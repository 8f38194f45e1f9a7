mod cli;
mod commands;
mod error;
mod output;

use clap::Parser;
use tracing_subscriber::EnvFilter;

use fleetpulse_api::ApiClient;

use crate::cli::{Cli, Command};
use crate::error::CliError;

#[tokio::main]
async fn main() {
    // Parse CLI arguments
    let cli = Cli::parse();

    // Setup tracing based on verbosity
    init_tracing(cli.global.verbose);

    // Dispatch and handle errors with proper exit codes
    if let Err(err) = run(cli).await {
        let code = err.exit_code();
        eprintln!("{:?}", miette::Report::new(err));
        std::process::exit(code);
    }
}

fn init_tracing(verbosity: u8) {
    let filter = match verbosity {
        0 => "warn",
        1 => "info",
        2 => "debug",
        _ => "trace",
    };

    tracing_subscriber::fmt()
        .with_env_filter(
            EnvFilter::try_from_default_env().unwrap_or_else(|_| EnvFilter::new(filter)),
        )
        .with_writer(std::io::stderr)
        .with_target(false)
        .init();
}

async fn run(cli: Cli) -> Result<(), CliError> {
    match cli.command {
        // Config commands don't need an API connection
        Command::Config(args) => commands::config_cmd::handle(args, &cli.global),

        // Shell completions generation
        Command::Completions(args) => {
            use clap::CommandFactory;
            use clap_complete::generate;

            let mut cmd = Cli::command();
            generate(args.shell, &mut cmd, "fleetpulse", &mut std::io::stdout());
            Ok(())
        }

        // All other commands require an API client
        cmd => {
            let mut overrides = cli.global.overrides();
            if let Command::Watch(args) = &cmd {
                overrides.dashboard.poll_interval_ms = args.interval_ms;
            }

            let config =
                fleetpulse_config::load_config_with(cli.global.config.as_deref(), &overrides)?;
            let client = ApiClient::new(config.api_base_url()?, &config.transport())?;

            tracing::debug!(command = ?cmd, api = %client.base_url(), "dispatching command");
            commands::dispatch(cmd, client, &config, &cli.global).await
        }
    }
}
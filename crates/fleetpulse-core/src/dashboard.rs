// ── Dashboard controller ──
//
// One `Dashboard` per screen. It owns the client state and the poll timer,
// translates control events into state changes, and pushes results into the
// view. Network work is either awaited inline (`refresh_devices`) or split
// around a spawned task (`begin_refresh` / `finish_refresh`).

use std::sync::Arc;

use chrono::Local;
use tokio::sync::mpsc;
use tracing::{debug, info, trace, warn};

use crate::board::{CompanyOptions, Summary};
use crate::error::CoreError;
use crate::model::{Company, CompanyId, Device, DeviceId, StatusFilter};
use crate::poll::{PollController, PollState, PollTick};
use crate::settings::DashboardSettings;
use crate::source::DeviceSource;
use crate::state::{ClientState, RefreshTicket, TicketStatus};
use crate::transition;
use crate::view::{DashboardView, LoadingGuard};

pub const PAUSE_LABEL: &str = "Pause";
pub const RESUME_LABEL: &str = "Resume";

/// What the host should do after a control event.
#[must_use]
#[derive(Debug, Clone, Copy, PartialEq, Eq)]
pub enum Followup {
    Nothing,
    Refresh,
}

/// Result of a refresh cycle that did not fail.
#[derive(Debug, Clone, PartialEq, Eq)]
pub enum RefreshOutcome {
    /// No company selected; nothing was fetched.
    Skipped,
    /// A newer request was issued meanwhile; the response was discarded.
    Stale,
    /// New devices were rendered.
    Applied {
        summary: Summary,
        came_online: Vec<DeviceId>,
    },
}

pub struct Dashboard<S, V> {
    source: Arc<S>,
    view: V,
    state: ClientState,
    poller: PollController,
}

impl<S, V> std::fmt::Debug for Dashboard<S, V> {
    fn fmt(&self, f: &mut std::fmt::Formatter<'_>) -> std::fmt::Result {
        f.debug_struct("Dashboard")
            .field("state", &self.state)
            .field("poller", &self.poller)
            .finish_non_exhaustive()
    }
}

impl<S: DeviceSource, V: DashboardView> Dashboard<S, V> {
    /// Build a dashboard and return the receiver its poll ticks arrive on.
    ///
    /// The timer is not armed until a company is selected or a flag changes.
    pub fn new(
        source: Arc<S>,
        mut view: V,
        settings: &DashboardSettings,
    ) -> (Self, mpsc::UnboundedReceiver<PollTick>) {
        let (poller, ticks) = PollController::new(settings.poll_interval);
        view.set_pause_label(PAUSE_LABEL);

        let dashboard = Self {
            source,
            view,
            state: ClientState::new(settings.auto_refresh),
            poller,
        };
        (dashboard, ticks)
    }

    // ── Accessors ────────────────────────────────────────────────────

    pub fn state(&self) -> &ClientState {
        &self.state
    }

    pub fn view(&self) -> &V {
        &self.view
    }

    pub fn view_mut(&mut self) -> &mut V {
        &mut self.view
    }

    /// Shared handle to the data source, for fetches on spawned tasks.
    pub fn source(&self) -> Arc<S> {
        Arc::clone(&self.source)
    }

    pub fn poll_state(&self) -> PollState {
        self.poller.state()
    }

    // ── Data flow ────────────────────────────────────────────────────

    /// Fetch companies and render the selector.
    ///
    /// On failure the selector keeps whatever it showed before.
    pub async fn load_companies(&mut self) -> Result<usize, CoreError> {
        let source = Arc::clone(&self.source);
        let mut view = LoadingGuard::acquire(&mut self.view);

        let result = source.companies().await;
        render_companies(&mut *view, result)
    }

    /// First half of a company load whose fetch runs elsewhere.
    pub fn begin_company_load(&mut self) {
        debug!("company load started");
        self.view.set_loading(true);
    }

    /// Second half of a split company load. Clears the loading indicator
    /// whatever the outcome.
    pub fn finish_company_load(
        &mut self,
        result: Result<Vec<Company>, CoreError>,
    ) -> Result<usize, CoreError> {
        let mut view = LoadingGuard::adopt(&mut self.view);
        render_companies(&mut *view, result)
    }

    /// Run one full refresh cycle for the selected company.
    pub async fn refresh_devices(&mut self) -> Result<RefreshOutcome, CoreError> {
        let Some(ticket) = self.state.issue_ticket() else {
            trace!("refresh skipped: no company selected");
            return Ok(RefreshOutcome::Skipped);
        };

        let source = Arc::clone(&self.source);
        let mut view = LoadingGuard::acquire(&mut self.view);

        let result = source.devices(ticket.company()).await;
        if self.state.resolve(&ticket) == TicketStatus::Stale {
            return Ok(RefreshOutcome::Stale);
        }

        let devices = result.inspect_err(|e| {
            warn!(company = %ticket.company(), error = %e, "device refresh failed");
        })?;
        Ok(apply_devices(&mut self.state, &mut *view, devices))
    }

    /// First half of a refresh whose fetch runs elsewhere.
    ///
    /// Shows the loading indicator and returns the ticket to hand back to
    /// [`finish_refresh`](Self::finish_refresh), or `None` when no company
    /// is selected.
    pub fn begin_refresh(&mut self) -> Option<RefreshTicket> {
        let ticket = self.state.issue_ticket()?;
        debug!(seq = ticket.seq(), company = %ticket.company(), "refresh started");
        self.view.set_loading(true);
        Some(ticket)
    }

    /// Second half of a split refresh.
    ///
    /// Responses for superseded tickets are dropped, errors included.
    pub fn finish_refresh(
        &mut self,
        ticket: &RefreshTicket,
        result: Result<Vec<Device>, CoreError>,
    ) -> Result<RefreshOutcome, CoreError> {
        if self.state.resolve(ticket) == TicketStatus::Stale {
            debug!(seq = ticket.seq(), "discarding stale device response");
            if !self.state.has_pending_refresh() {
                self.view.set_loading(false);
            }
            return Ok(RefreshOutcome::Stale);
        }

        let mut view = LoadingGuard::adopt(&mut self.view);
        let devices = result.inspect_err(|e| {
            warn!(company = %ticket.company(), error = %e, "device refresh failed");
        })?;
        Ok(apply_devices(&mut self.state, &mut *view, devices))
    }

    /// Execute a [`Followup`] inline.
    pub async fn perform(&mut self, followup: Followup) -> Result<RefreshOutcome, CoreError> {
        match followup {
            Followup::Refresh => self.refresh_devices().await,
            Followup::Nothing => Ok(RefreshOutcome::Skipped),
        }
    }

    // ── Event wiring ─────────────────────────────────────────────────

    /// Company selector changed. `None` is the placeholder.
    pub fn select_company(&mut self, company: Option<CompanyId>) -> Followup {
        info!(company = ?company.as_ref().map(CompanyId::as_str), "company selected");
        self.state.select_company(company);
        self.start_polling();
        Followup::Refresh
    }

    /// Manual refresh control.
    pub fn request_refresh(&self) -> Followup {
        Followup::Refresh
    }

    /// Status filter changed. Re-renders from the cache.
    pub fn set_status_filter(&mut self, filter: StatusFilter) {
        self.state.set_status_filter(filter);
        self.render_from_cache();
    }

    /// Search input changed. Re-renders from the cache.
    pub fn set_search_term(&mut self, term: impl Into<String>) {
        self.state.set_search_term(term.into());
        self.render_from_cache();
    }

    pub fn set_auto_refresh(&mut self, enabled: bool) {
        self.state.set_auto_refresh(enabled);
        self.start_polling();
    }

    /// Flip pause. Leaving pause asks for one immediate refresh.
    pub fn toggle_pause(&mut self) -> Followup {
        let paused = self.state.toggle_paused();
        self.view
            .set_pause_label(if paused { RESUME_LABEL } else { PAUSE_LABEL });
        self.start_polling();

        if paused {
            Followup::Nothing
        } else {
            Followup::Refresh
        }
    }

    /// A poll timer period elapsed.
    pub fn on_poll_tick(&self, tick: PollTick) -> Followup {
        if !self.poller.is_current(tick) {
            trace!(generation = tick.generation, "ignoring tick from replaced timer");
            return Followup::Nothing;
        }
        if self.state.paused() {
            return Followup::Nothing;
        }
        Followup::Refresh
    }

    /// (Re)arm the poll timer from the current flags.
    pub fn start_polling(&mut self) -> PollState {
        self.poller.start(self.state.poll_flags())
    }

    pub fn stop_polling(&mut self) {
        self.poller.stop();
    }

    fn render_from_cache(&mut self) {
        let board = self.state.board();
        self.view.render_devices(&board);
    }
}

/// Render the selector from a company listing. On failure the selector keeps
/// whatever it showed before.
fn render_companies<V: DashboardView + ?Sized>(
    view: &mut V,
    result: Result<Vec<Company>, CoreError>,
) -> Result<usize, CoreError> {
    let companies = result.inspect_err(|e| {
        warn!(error = %e, "failed to load companies");
    })?;

    view.render_company_options(&CompanyOptions::from_companies(&companies));
    info!(count = companies.len(), "companies loaded");
    Ok(companies.len())
}

/// Toast transitions, replace the cache and render the new board.
fn apply_devices<V: DashboardView + ?Sized>(
    state: &mut ClientState,
    view: &mut V,
    devices: Vec<Device>,
) -> RefreshOutcome {
    let came_online: Vec<DeviceId> = transition::came_online(state.devices(), &devices)
        .into_iter()
        .map(|device| {
            view.toast(transition::online_message(device));
            device.id.clone()
        })
        .collect();

    state.replace_devices(devices);
    let board = state.board();
    view.render_devices(&board);
    view.set_last_updated(Local::now());

    debug!(summary = %board.summary(), came_online = came_online.len(), "devices applied");
    RefreshOutcome::Applied {
        summary: board.summary(),
        came_online,
    }
}
// Device status API HTTP client
//
// Wraps `reqwest::Client` with base-URL path construction and status
// checking. Every endpoint is a plain GET returning a JSON document.

use serde::de::DeserializeOwned;
use tracing::{debug, trace};
use url::Url;

use crate::error::Error;
use crate::models::{CompanyRecord, DeviceRecord, EndpointIndex, HealthStatus};
use crate::transport::TransportConfig;

/// How much of an undecodable body is echoed into the error message.
const BODY_PREVIEW_CHARS: usize = 200;

/// HTTP client for the device status API.
///
/// `base_url` is the API root including its path prefix, e.g.
/// `http://localhost:5000/api`. Endpoint paths are appended as segments,
/// so a trailing slash on the base is optional.
#[derive(Debug, Clone)]
pub struct ApiClient {
    http: reqwest::Client,
    base_url: Url,
}

impl ApiClient {
    /// Create a client from a `TransportConfig`.
    pub fn new(base_url: Url, transport: &TransportConfig) -> Result<Self, Error> {
        let http = transport.build_client()?;
        Ok(Self { http, base_url })
    }

    /// Create a client with a pre-built `reqwest::Client`.
    pub fn with_client(http: reqwest::Client, base_url: Url) -> Self {
        Self { http, base_url }
    }

    /// The API root URL.
    pub fn base_url(&self) -> &Url {
        &self.base_url
    }

    // ── Endpoints ────────────────────────────────────────────────────

    /// List all companies.
    ///
    /// `GET {base}/companies/`
    pub async fn list_companies(&self) -> Result<Vec<CompanyRecord>, Error> {
        let url = self.endpoint(&["companies", ""])?;
        debug!("listing companies");
        self.get_json(url).await
    }

    /// List the devices owned by one company, with their current status.
    ///
    /// `GET {base}/devices/company/{company_id}`
    pub async fn list_devices(&self, company_id: &str) -> Result<Vec<DeviceRecord>, Error> {
        let url = self.endpoint(&["devices", "company", company_id])?;
        debug!(company_id, "listing devices");
        self.get_json(url).await
    }

    /// `GET {base}/health`
    pub async fn health(&self) -> Result<HealthStatus, Error> {
        let url = self.endpoint(&["health"])?;
        self.get_json(url).await
    }

    /// Route listing served at the API root.
    ///
    /// `GET {base}`
    pub async fn endpoints(&self) -> Result<EndpointIndex, Error> {
        let url = self.endpoint(&[])?;
        self.get_json(url).await
    }

    // ── Request helpers ──────────────────────────────────────────────

    /// Append path segments to the base URL, dropping a trailing empty segment first.
    pub(crate) fn endpoint(&self, segments: &[&str]) -> Result<Url, Error> {
        let mut url = self.base_url.clone();
        url.path_segments_mut()
            .map_err(|()| Error::InvalidBaseUrl(self.base_url.to_string()))?
            .pop_if_empty()
            .extend(segments);
        Ok(url)
    }

    /// Send a GET request, reject non-2xx statuses, decode the JSON body.
    async fn get_json<T: DeserializeOwned>(&self, url: Url) -> Result<T, Error> {
        debug!("GET {}", url);

        let resp = self.http.get(url.clone()).send().await?;
        let status = resp.status();

        if !status.is_success() {
            return Err(Error::Request {
                status: status.as_u16(),
                url: url.to_string(),
            });
        }

        let body = resp.text().await?;
        trace!(bytes = body.len(), "response body received");

        serde_json::from_str(&body).map_err(|e| {
            let preview: String = body.chars().take(BODY_PREVIEW_CHARS).collect();
            Error::Deserialization {
                message: format!("{e} (body preview: {preview:?})"),
                body: body.clone(),
            }
        })
    }
}

#[cfg(test)]
#[allow(clippy::unwrap_used)]
mod tests {
    use super::*;

    fn client(base: &str) -> ApiClient {
        ApiClient::with_client(reqwest::Client::new(), Url::parse(base).unwrap())
    }

    #[test]
    fn endpoint_appends_segments_to_prefix() {
        let c = client("http://localhost:5000/api");
        assert_eq!(
            c.endpoint(&["devices", "company", "7"]).unwrap().as_str(),
            "http://localhost:5000/api/devices/company/7"
        );
    }

    #[test]
    fn endpoint_keeps_trailing_slash_for_companies() {
        let c = client("http://localhost:5000/api/");
        assert_eq!(
            c.endpoint(&["companies", ""]).unwrap().as_str(),
            "http://localhost:5000/api/companies/"
        );
    }

    #[test]
    fn endpoint_root_has_no_trailing_slash() {
        let c = client("http://localhost:5000/api/");
        assert_eq!(c.endpoint(&[]).unwrap().as_str(), "http://localhost:5000/api");
    }

    #[test]
    fn endpoint_escapes_company_ids() {
        let c = client("http://localhost:5000/api");
        assert_eq!(
            c.endpoint(&["devices", "company", "a/b"]).unwrap().as_str(),
            "http://localhost:5000/api/devices/company/a%2Fb"
        );
    }
}
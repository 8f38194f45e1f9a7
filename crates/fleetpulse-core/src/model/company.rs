use serde::{Deserialize, Serialize};

use super::ids::CompanyId;

/// A company that owns devices. Immutable once fetched.
#[derive(Debug, Clone, PartialEq, Eq, Serialize, Deserialize)]
pub struct Company {
    pub id: CompanyId,
    pub name: String,
}
// ── Rendering seam ──

use std::ops::{Deref, DerefMut};

use chrono::{DateTime, Local};

use crate::board::{CompanyOptions, DeviceBoard};

/// What the dashboard needs from a front end.
///
/// Implementations own all presentation state (skeleton blocks, toast
/// timers, cosmetic decorations). Nothing flows back from the view into
/// the dashboard's state.
pub trait DashboardView {
    /// Replace the company selector entries.
    fn render_company_options(&mut self, options: &CompanyOptions);

    /// Replace the card grid, summary and empty-state notice.
    fn render_devices(&mut self, board: &DeviceBoard);

    /// Show or hide the loading skeletons. Showing also hides the card grid.
    fn set_loading(&mut self, show: bool);

    /// Queue a transient notice.
    fn toast(&mut self, message: String);

    /// Record when device data was last applied.
    fn set_last_updated(&mut self, at: DateTime<Local>);

    /// Label of the pause control (`Pause` or `Resume`).
    fn set_pause_label(&mut self, label: &'static str);
}

/// Holds the loading indicator up for as long as it lives.
///
/// Dropping the guard hides the indicator, so it is released on every exit
/// path: success, `?` propagation and future cancellation alike.
pub struct LoadingGuard<'a, V: DashboardView + ?Sized> {
    view: &'a mut V,
}

impl<'a, V: DashboardView + ?Sized> LoadingGuard<'a, V> {
    /// Show the indicator and take responsibility for hiding it.
    pub fn acquire(view: &'a mut V) -> Self {
        view.set_loading(true);
        Self { view }
    }

    /// Take responsibility for an indicator that is already showing.
    pub fn adopt(view: &'a mut V) -> Self {
        Self { view }
    }
}

impl<V: DashboardView + ?Sized> Deref for LoadingGuard<'_, V> {
    type Target = V;

    fn deref(&self) -> &V {
        self.view
    }
}

impl<V: DashboardView + ?Sized> DerefMut for LoadingGuard<'_, V> {
    fn deref_mut(&mut self) -> &mut V {
        self.view
    }
}

impl<V: DashboardView + ?Sized> Drop for LoadingGuard<'_, V> {
    fn drop(&mut self) {
        self.view.set_loading(false);
    }
}

#[cfg(test)]
mod tests {
    use super::*;

    #[derive(Default)]
    struct Loading(Vec<bool>);

    impl DashboardView for Loading {
        fn render_company_options(&mut self, _: &CompanyOptions) {}
        fn render_devices(&mut self, _: &DeviceBoard) {}
        fn set_loading(&mut self, show: bool) {
            self.0.push(show);
        }
        fn toast(&mut self, _: String) {}
        fn set_last_updated(&mut self, _: DateTime<Local>) {}
        fn set_pause_label(&mut self, _: &'static str) {}
    }

    fn fails(view: &mut Loading) -> Result<(), &'static str> {
        let _guard = LoadingGuard::acquire(view);
        let fetched: Result<u8, &'static str> = Err("boom");
        fetched?;
        Ok(())
    }

    #[test]
    fn guard_releases_on_error_path() {
        let mut view = Loading::default();
        assert!(fails(&mut view).is_err());
        assert_eq!(view.0, vec![true, false]);
    }

    #[test]
    fn adopted_guard_only_releases() {
        let mut view = Loading::default();
        drop(LoadingGuard::adopt(&mut view));
        assert_eq!(view.0, vec![false]);
    }
}
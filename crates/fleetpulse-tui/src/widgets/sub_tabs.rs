//! Horizontal sub-tab bar for use within screens (status filter tabs).

use ratatui::style::Modifier;
use ratatui::text::{Line, Span};

use crate::theme;

/// Renders a horizontal tab bar line with the active tab highlighted.
///
/// The active tab gets Electric Purple + brackets; inactive tabs get Dim White.
pub fn render_sub_tabs<'a>(labels: &[&'a str], active_index: usize) -> Line<'a> {
    let mut spans = Vec::with_capacity(labels.len() * 2);

    for (i, label) in labels.iter().enumerate() {
        if i > 0 {
            spans.push(Span::styled("  ", theme::key_hint()));
        }

        if i == active_index {
            spans.push(Span::styled(
                format!("[{label}]"),
                theme::tab_active().add_modifier(Modifier::BOLD),
            ));
        } else {
            spans.push(Span::styled(*label, theme::tab_inactive()));
        }
    }

    Line::from(spans)
}
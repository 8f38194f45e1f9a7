//! Dashboard logic between `fleetpulse-api` and the front ends (CLI / TUI).
//!
//! This crate owns the domain model and everything the dashboard does with it:
//!
//! - **[`Dashboard`]**: the controller object. It holds the client state
//!   (selected company, device cache, filters, pause/auto-refresh flags),
//!   reacts to control events, runs refresh cycles and drives the view.
//!   Control events return a [`Followup`] so the host decides whether a
//!   refresh runs inline ([`Dashboard::refresh_devices`]) or on a spawned
//!   task ([`Dashboard::begin_refresh`] / [`Dashboard::finish_refresh`]).
//!
//! - **[`DashboardView`]**: the rendering seam. Front ends implement it;
//!   the dashboard only ever talks to the view through it.
//!
//! - **[`PollController`]**: a `{Stopped, Armed}` timer state machine that
//!   emits [`PollTick`]s on a channel. At most one timer exists at a time.
//!
//! - **Filtering** ([`apply_filters`]) and the board view-model
//!   ([`DeviceBoard`], [`Summary`], [`CompanyOptions`]).

pub mod board;
pub mod convert;
pub mod dashboard;
pub mod error;
pub mod filter;
pub mod model;
pub mod poll;
pub mod settings;
pub mod source;
pub mod state;
pub mod transition;
pub mod view;

// ── Primary re-exports ──────────────────────────────────────────────
pub use board::{CompanyOption, CompanyOptions, DeviceBoard, PLACEHOLDER_LABEL, Summary};
pub use dashboard::{Dashboard, Followup, PAUSE_LABEL, RESUME_LABEL, RefreshOutcome};
pub use error::CoreError;
pub use filter::apply_filters;
pub use model::{Company, CompanyId, Device, DeviceId, DeviceStatus, StatusFilter};
pub use poll::{PollController, PollFlags, PollState, PollTick};
pub use settings::DashboardSettings;
pub use source::DeviceSource;
pub use state::{ClientState, RefreshTicket};
pub use view::{DashboardView, LoadingGuard};
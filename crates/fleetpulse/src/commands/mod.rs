//! Command dispatch. Each module handles one subcommand.

pub mod companies;
pub mod config_cmd;
pub mod devices;
pub mod system;
pub mod watch;

use fleetpulse_api::ApiClient;
use fleetpulse_config::Config;

use crate::cli::{Command, GlobalOpts};
use crate::error::CliError;

/// Run a command that talks to the API.
pub async fn dispatch(
    cmd: Command,
    client: ApiClient,
    config: &Config,
    global: &GlobalOpts,
) -> Result<(), CliError> {
    match cmd {
        Command::Companies => companies::handle(&client, global).await,
        Command::Devices(args) => devices::handle(&client, args, global).await,
        Command::Watch(args) => watch::handle(client, args, config, global).await,
        Command::Health => system::health(&client, global).await,
        Command::Endpoints => system::endpoints(&client, global).await,
        Command::Config(_) | Command::Completions(_) => Err(CliError::Validation {
            field: "command".into(),
            reason: "does not need an API connection".into(),
        }),
    }
}
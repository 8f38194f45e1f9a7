// ── Core error types ──
//
// User-facing errors from fleetpulse-core. Consumers never match on
// reqwest or serde errors directly; the `From<fleetpulse_api::Error>`
// impl translates transport-layer failures into these variants.

use thiserror::Error;

/// Unified error type for the core crate.
///
/// Cloneable so a failed refresh can travel through an action channel.
#[derive(Debug, Clone, PartialEq, Eq, Error)]
pub enum CoreError {
    // ── Server errors ────────────────────────────────────────────────
    /// The API answered with a non-2xx status.
    #[error("Request failed with HTTP {status}: {url}")]
    Request { status: u16, url: String },

    // ── Connection errors ────────────────────────────────────────────
    #[error("Cannot reach device API: {reason}")]
    Unreachable { reason: String },

    #[error("Device API timed out")]
    Timeout,

    // ── Data errors ──────────────────────────────────────────────────
    #[error("Unexpected response from device API: {message}")]
    Decode { message: String },

    // ── Configuration errors ─────────────────────────────────────────
    #[error("Configuration error: {message}")]
    Config { message: String },
}

impl CoreError {
    /// HTTP status for [`Request`](Self::Request) errors.
    pub fn status(&self) -> Option<u16> {
        match self {
            Self::Request { status, .. } => Some(*status),
            _ => None,
        }
    }
}

// ── Conversion from transport-layer errors ───────────────────────────

impl From<fleetpulse_api::Error> for CoreError {
    fn from(err: fleetpulse_api::Error) -> Self {
        match err {
            fleetpulse_api::Error::Request { status, url } => Self::Request { status, url },
            fleetpulse_api::Error::Transport(ref e) if e.is_timeout() => Self::Timeout,
            fleetpulse_api::Error::Transport(e) => match e.status() {
                Some(status) => Self::Request {
                    status: status.as_u16(),
                    url: e.url().map(ToString::to_string).unwrap_or_default(),
                },
                None => Self::Unreachable {
                    reason: e.to_string(),
                },
            },
            fleetpulse_api::Error::Deserialization { message, .. } => Self::Decode { message },
            fleetpulse_api::Error::InvalidUrl(e) => Self::Config {
                message: e.to_string(),
            },
            fleetpulse_api::Error::InvalidBaseUrl(message)
            | fleetpulse_api::Error::ClientBuild(message) => Self::Config { message },
        }
    }
}

#[cfg(test)]
mod tests {
    use super::*;

    #[test]
    fn request_error_keeps_status() {
        let err = CoreError::from(fleetpulse_api::Error::Request {
            status: 500,
            url: "http://localhost:5000/api/companies/".into(),
        });
        assert_eq!(err.status(), Some(500));
        assert_eq!(
            err.to_string(),
            "Request failed with HTTP 500: http://localhost:5000/api/companies/"
        );
    }

    #[test]
    fn decode_error_drops_body() {
        let err = CoreError::from(fleetpulse_api::Error::Deserialization {
            message: "expected value".into(),
            body: "<html>".into(),
        });
        assert_eq!(
            err,
            CoreError::Decode {
                message: "expected value".into()
            }
        );
        assert_eq!(err.status(), None);
    }
}
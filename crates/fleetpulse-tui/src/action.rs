//! All possible UI actions. Actions are the sole mechanism for state mutation.

use fleetpulse_core::{
    Company, CompanyId, CoreError, Device, PollTick, RefreshTicket, StatusFilter,
};

/// Direction for scrolling the card grid.
#[derive(Debug, Clone, Copy, PartialEq, Eq)]
pub enum Direction {
    Up,
    Down,
}

#[derive(Debug, Clone, PartialEq, Eq)]
pub enum Action {
    // ── Lifecycle ───────────────────────────────────────────────────
    Quit,
    Tick,
    Render,
    Resize(u16, u16),
    ToggleHelp,

    // ── Company selector ────────────────────────────────────────────
    OpenCompanyPicker,
    CloseCompanyPicker,
    /// `None` is the placeholder entry.
    SelectCompany(Option<CompanyId>),

    // ── Board controls ──────────────────────────────────────────────
    Refresh,
    SetStatusFilter(StatusFilter),
    CycleStatusFilter,
    OpenSearch,
    CloseSearch,
    SearchInput(String),
    ToggleAutoRefresh,
    TogglePause,
    Scroll(Direction),

    // ── Background results ──────────────────────────────────────────
    PollTick(PollTick),
    CompaniesLoaded(Result<Vec<Company>, CoreError>),
    DevicesFetched {
        ticket: RefreshTicket,
        result: Result<Vec<Device>, CoreError>,
    },
}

- - -

Word for word, quote the lines of the material from the first line through the line with "let mut cmd = Cli::command();", both ends included.

repository 8f38194f45e1f9a7
mod cli;
mod commands;
mod error;
mod output;

use clap::Parser;
use tracing_subscriber::EnvFilter;

use fleetpulse_api::ApiClient;

use crate::cli::{Cli, Command};
use crate::error::CliError;

#[tokio::main]
async fn main() {
    // Parse CLI arguments
    let cli = Cli::parse();

    // Setup tracing based on verbosity
    init_tracing(cli.global.verbose);

    // Dispatch and handle errors with proper exit codes
    if let Err(err) = run(cli).await {
        let code = err.exit_code();
        eprintln!("{:?}", miette::Report::new(err));
        std::process::exit(code);
    }
}

fn init_tracing(verbosity: u8) {
    let filter = match verbosity {
        0 => "warn",
        1 => "info",
        2 => "debug",
        _ => "trace",
    };

    tracing_subscriber::fmt()
        .with_env_filter(
            EnvFilter::try_from_default_env().unwrap_or_else(|_| EnvFilter::new(filter)),
        )
        .with_writer(std::io::stderr)
        .with_target(false)
        .init();
}

async fn run(cli: Cli) -> Result<(), CliError> {
    match cli.command {
        // Config commands don't need an API connection
        Command::Config(args) => commands::config_cmd::handle(args, &cli.global),

        // Shell completions generation
        Command::Completions(args) => {
            use clap::CommandFactory;
            use clap_complete::generate;

            let mut cmd = Cli::command();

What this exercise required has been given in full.